Why It's So Hard For Trump To Give Up His Birther Crusade

One of Donald Trump’s most unwavering characteristics: a staunch refusal to ever give his critics the last word.

In the five years since Donald Trump first launched his birther crusade, he has had plenty of reasons — and opportunities — to disavow the conspiracy theory and apologize for championing it. Yet, even now, 52 days from a presidential election that he could conceivably win, the Republican nominee can’t quite bring himself to fully let go.

The reason: Trump isn’t just unrepentant of his birther history — he is unabashedly proud of it.

In a long career of self-serving publicity stunts, Trump considers his notorious birther turn in 2011 to be one of his most brilliant and bankable — a masterstroke of media manipulation that catapulted him into political stardom, marshaled a movement of new right-wing super-fans, and even forced a response from the commander-in-chief.

On Friday, even when he admitted that President Obama was born in United States, he claimed victory — and certainly didn’t apologize.

For Trump, truth was always somewhat beside the point when it came to birtherism. As his former adviser Sam Nunberg told the New York Times earlier this year, “The appeal of the birther issue was, ‘I’m going to take [Obama] on, and I’m going to beat him. It was a great niche and wedge issue.”

Trump, a proud connoisseur of crazy talk, didn’t fully commit to the birther canard at first. For several weeks in early 2011, he publicly flirted with the fringe idea, as though testing its potency. A vague mention of Obama’s supposedly mysterious childhood drew loud cheers at CPAC that year. A Good Morning America interview in which he admitted to having “a little doubt, just a little” about the president’s true nationality sent the press into a tizzy.

When, in April 2011, Obama released his long-form birth certificate — thoroughly debunking the conspiracy theory and exposing its champions as either loons or con artists — Trump was entirely unchastened. In fact, he celebrated the presidential attention as a momentous victory, the kind that grants one permission to speak in third person. “He only did it because of Trump!” he gloated.

Trump’s birther crusade sent him rocketing up the pre-2012 primary polls, and made him a hero to an ascendant wing of the Republican Party. As a matter of political history, few would now dispute that it laid the foundation on which he built his successful bid for this year’s GOP nomination. In the cynical win/loss column of Trump’s life, there’s little question about where this episode belongs. So, why on earth would he apologize for it now?

Of course, contrary to the narrative that the Trump campaign is now spinning, he did not drop the issue in 2011. In truth, he went on banging the birther drum for years — on TV, in speeches, and in countless press interviews. When I sat down with him in early 2014, he spent a considerable portion of the time laying out his latest theories about the president’s birth certificate. For a while, there was nothing I could do to get him off the subject.

His stubborn loyalty to the fully-quashed conspiracy theory long after it stopped serving his purposes might speak to his genuine belief in it. More likely, it reflects one of Trump’s most unwavering characteristics: a staunch refusal to ever give his critics the last word.

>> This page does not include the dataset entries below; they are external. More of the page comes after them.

//! Social Analytics - command-line front end
//!
//! Runs one analysis against the configured store and prints the result as JSON.

use anyhow::{Context, Result};
use chrono::Utc;
use clap::{Parser, Subcommand};
use serde::Serialize;
use social_analytics::analytics::{build_report, AnalyticsEngine, SocialAnalyticsEngine};
use social_analytics::{Config, StoreBackend};
use std::path::PathBuf;
use tracing_subscriber::{layer::SubscriberExt, util::SubscriberInitExt};

#[derive(Parser)]
#[command(name = "social-analytics")]
#[command(about = "Derived analytics over a social graph")]
struct Cli {
    /// Path to the YAML config file (default: ./config.yaml)
    #[arg(long, global = true)]
    config: Option<PathBuf>,

    /// Read from this JSON snapshot instead of the configured store
    #[arg(long, global = true)]
    snapshot: Option<PathBuf>,

    /// Pretty-print JSON output
    #[arg(long, global = true)]
    pretty: bool,

    #[command(subcommand)]
    command: Commands,
}

#[derive(Subcommand)]
enum Commands {
    /// Thread depth statistics per post
    Threads {
        /// Minimum depth of the deepest comment
        #[arg(long)]
        min_depth: Option<usize>,
    },

    /// Comment and like activity on one post
    Timeline {
        /// Post ID
        post_id: i64,
    },

    /// Posts with high comment-length variability
    Controversial {
        #[arg(long)]
        min_comments: Option<usize>,
        #[arg(long)]
        min_stddev: Option<f64>,
    },

    /// Engagement rate of recent posts
    Engagement {
        /// Lookback window in days
        #[arg(short, long)]
        days: Option<u32>,
    },

    /// Lifetime engagement summary per user
    Users,

    /// Most active users over the lookback window
    Contributors {
        #[arg(short, long)]
        days: Option<u32>,
        #[arg(short, long)]
        limit: Option<usize>,
    },

    /// Follow edges with usernames
    Network,

    /// Users following accounts they never interacted with
    Ghosts,

    /// Follow-network density
    Density,

    /// Combined summary of every analysis
    Report,
}

#[tokio::main]
async fn main() -> Result<()> {
    // Load .env file
    dotenvy::dotenv().ok();

    // Initialize tracing (stderr, so stdout stays valid JSON)
    tracing_subscriber::registry()
        .with(
            tracing_subscriber::EnvFilter::try_from_default_env()
                .unwrap_or_else(|_| "info,social_analytics=debug".into()),
        )
        .with(tracing_subscriber::fmt::layer().with_writer(std::io::stderr))
        .init();

    let cli = Cli::parse();

    // Load configuration
    let mut config = Config::from_yaml_and_env(cli.config.as_deref())?;
    if let Some(path) = cli.snapshot {
        config.backend = StoreBackend::Snapshot;
        config.snapshot_path = path;
    }

    let store = config
        .open_store()
        .await
        .with_context(|| format!("Failed to open {:?} store", config.backend))?;
    tracing::info!(backend = ?config.backend, "Store ready");

    let defaults = config.analytics.clone();
    let engine = SocialAnalyticsEngine::new(store, config.analytics.clone());

    match cli.command {
        Commands::Threads { min_depth } => {
            let rows = engine
                .analyze_thread_depth(min_depth.unwrap_or(defaults.min_thread_depth))
                .await?;
            print_json(&rows, cli.pretty)
        }
        Commands::Timeline { post_id } => {
            print_json(&engine.get_post_activity_timeline(post_id).await?, cli.pretty)
        }
        Commands::Controversial {
            min_comments,
            min_stddev,
        } => {
            let rows = engine
                .identify_controversial_posts(
                    min_comments.unwrap_or(defaults.min_comments),
                    min_stddev.unwrap_or(defaults.min_stddev),
                )
                .await?;
            print_json(&rows, cli.pretty)
        }
        Commands::Engagement { days } => {
            let rows = engine
                .get_post_engagement(days.unwrap_or(defaults.lookback_days))
                .await?;
            print_json(&rows, cli.pretty)
        }
        Commands::Users => print_json(&engine.get_user_engagement_summary().await?, cli.pretty),
        Commands::Contributors { days, limit } => {
            let rows = engine
                .get_top_contributors(
                    days.unwrap_or(defaults.lookback_days),
                    limit.unwrap_or(defaults.top_contributors),
                )
                .await?;
            print_json(&rows, cli.pretty)
        }
        Commands::Network => print_json(&engine.get_follower_network().await?, cli.pretty),
        Commands::Ghosts => print_json(&engine.identify_ghost_followers().await?, cli.pretty),
        Commands::Density => print_json(&engine.network_density().await?, cli.pretty),
        Commands::Report => {
            let report = build_report(&engine, &defaults, Utc::now()).await?;
            print_json(&report, cli.pretty)
        }
    }
}

fn print_json<T: Serialize>(value: &T, pretty: bool) -> Result<()> {
    let out = if pretty {
        serde_json::to_string_pretty(value)?
    } else {
        serde_json::to_string(value)?
    };
    println!("{}", out);
    Ok(())
}
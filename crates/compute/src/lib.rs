#![deny(clippy::all, clippy::pedantic)]
#![allow(clippy::module_name_repetitions)]

//! A minimal cross-backend GPU compute API.
//!
//! One [`Compute`] context owns a device and a serial queue. Callers create
//! [`Buffer`]s and [`Kernel`]s, set a kernel, bind buffers to its slots and
//! dispatch; command buffers and encoders are never exposed. Reading a buffer
//! a dispatch may have written blocks until that work is visible; every other
//! call only records.
//!
//! ```no_run
//! use minicompute::{BufferBinding, BufferKind, Compute};
//!
//! # fn main() -> Result<(), minicompute::ComputeError> {
//! let source = br"
//! @group(0) @binding(0) var<storage, read_write> out: array<u32>;
//! @compute @workgroup_size(64)
//! fn fill(@builtin(global_invocation_id) id: vec3<u32>) {
//!     if (id.x < arrayLength(&out)) { out[id.x] = id.x; }
//! }";
//! let mut compute = Compute::new()?;
//! let mut out = compute.create_structured_buffer(256, 4);
//! let fill = compute.create_kernel(source, "fill")?;
//! compute.set_kernel(&fill);
//! compute.set_kernel_buffer(&mut out, 0, BufferBinding::Output);
//! compute.dispatch([64, 1, 1], [64, 1, 1]);
//! let mut values = [0u32; 64];
//! compute.get_buffer_pod(&mut out, &mut values, 0)?;
//! compute.delete()?;
//! # Ok(())
//! # }
//! ```

pub mod backend;
mod buffer;
mod context;
pub mod encoder;
mod error;
mod kernel;

pub use backend::wgpu_device::{DeviceOptions, WgpuDevice};
pub use backend::{backend, Backend, CompiledKernel, Device};
pub use buffer::{Buffer, BufferBinding, BufferKind, Residency};
pub use context::{Compute, SubmissionStats};
pub use encoder::EncoderState;
pub use error::ComputeError;
pub use kernel::{group_count, group_counts, Kernel};
pub use wgpu;

#[cfg(feature = "mock")]
pub use backend::mock_cpu::{MockDevice, MockEvent, MockInvocation, MockLog, MockProbe};
#![deny(clippy::all, clippy::pedantic)]

//! Runs the `fill` kernel once on the build's native backend and prints the
//! result. Set `RUST_LOG=minicompute=debug` to watch commits and waits.

use anyhow::{ensure, Context, Result};
use clap::Parser;
use minicompute::{BufferBinding, BufferKind, Compute, DeviceOptions};

const FILL_SOURCE: &str = include_str!("../../../shaders/fill.wgsl");

#[derive(Parser, Debug)]
#[command(about = "Fill a GPU buffer with base + index and read it back")]
struct Args {
    /// Number of u32 elements to fill.
    #[arg(long, default_value_t = 64)]
    elements: u32,
    /// Value written to element 0.
    #[arg(long, default_value_t = 0)]
    base: u32,
    /// Substring of the adapter name to run on.
    #[arg(long)]
    adapter: Option<String>,
    /// Prefer a low-power adapter.
    #[arg(long)]
    low_power: bool,
}

#[repr(C)]
#[derive(Clone, Copy, bytemuck::Pod, bytemuck::Zeroable)]
struct FillParams {
    base: u32,
    _pad: [u32; 3],
}

fn main() -> Result<()> {
    tracing_subscriber::fmt()
        .with_env_filter(tracing_subscriber::EnvFilter::from_default_env())
        .init();
    let args = Args::parse();
    ensure!(args.elements > 0, "--elements must be at least 1");

    let mut options = DeviceOptions::from_env();
    if args.adapter.is_some() {
        options.adapter_name.clone_from(&args.adapter);
    }
    if args.low_power {
        options.power_preference = minicompute::wgpu::PowerPreference::LowPower;
    }

    tracing::info!(backend = %minicompute::backend(), "creating compute context");
    let mut compute = Compute::with_options(&options).context("failed to create compute context")?;

    let len = args.elements as usize * std::mem::size_of::<u32>();
    let mut out = compute.create_structured_buffer(len, std::mem::size_of::<u32>());
    let mut params = compute.create_buffer(std::mem::size_of::<FillParams>(), BufferKind::Constant);
    let fill_params = FillParams {
        base: args.base,
        _pad: [0; 3],
    };
    compute
        .set_buffer_pod(&params, &[fill_params], 0)
        .context("failed to upload fill parameters")?;

    let kernel = compute
        .create_kernel(FILL_SOURCE.as_bytes(), "fill")
        .context("failed to build the fill kernel")?;
    let group_size = kernel.workgroup_size().unwrap_or([64, 1, 1]);

    compute.set_kernel(&kernel);
    compute.set_kernel_buffer(&mut out, 0, BufferBinding::Output);
    compute.set_kernel_buffer(&mut params, 1, BufferBinding::Constant);
    compute.dispatch([args.elements, 1, 1], group_size);

    let mut values = vec![0u32; args.elements as usize];
    compute.get_buffer_pod(&mut out, &mut values, 0)?;

    let stats = compute.stats();
    tracing::info!(
        commits = stats.command_buffers_committed,
        waits = stats.waits,
        "read back {} elements",
        values.len()
    );
    let mismatch = values
        .iter()
        .zip(0u32..)
        .find(|(value, i)| **value != args.base.wrapping_add(*i));
    if let Some((value, i)) = mismatch {
        anyhow::bail!("element {i} is {value}, expected {}", args.base.wrapping_add(i));
    }
    println!("{values:?}");

    compute.delete_kernel(kernel);
    compute.delete_buffer(out);
    compute.delete_buffer(params);
    compute.delete()?;
    Ok(())
}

As effective as Trump’s birtherism was in building a conservative grassroots fan base, it did not come without social costs. The first time he went full-bore birther, during a 2011 appearance on The View, he endured an indignant chorus of crosstalk from the co-hosts, who were outraged by his attempts to delegitimize America’s first black president. Even his good friend Whoopi Goldberg declined to come to his rescue, telling him, “I think that’s the biggest pile of dog mess I’ve heard in ages.”

Trump’s chief retort to the ladies of The View was more tribal than rational. “Let me just tell you,” Trump said, “I was a really good student at the best school. I’m, like, a smart guy, OK? They make these birthers into the worst idiots.”

The longer he championed the birther movement, the more radioactive he became to his celebrity pals. David Letterman berated Trump on air, and mused about banning him from the show. Jerry Seinfeld cancelled a scheduled appearance at an Eric Trump Foundation benefit, with a rep explaining that the comedian had grown “increasingly uncomfortable” with Trump’s “demagoguery.”

The pile-on of public ridicule reached its climax at the 2011 White House Correspondents Dinner, where the night’s most memorable punchlines all seemed to come at the Donald’s expense.

In the end, Trump thrived not only by championing the birther cause, but the birthers themselves — stoking the flames of white grievance and victimization, reminding his fellow Obama-hating conspiracy theorists at every opportunity that the political class was laughing at them, mocking them, calling them stupid. In Trump’s narrative, he — and his followers — got the last laugh when he stood on a stage in Cleveland and formally accepted the Republican presidential nomination. To disavow the movement that got him there now would be an unacceptable surrender to the haters.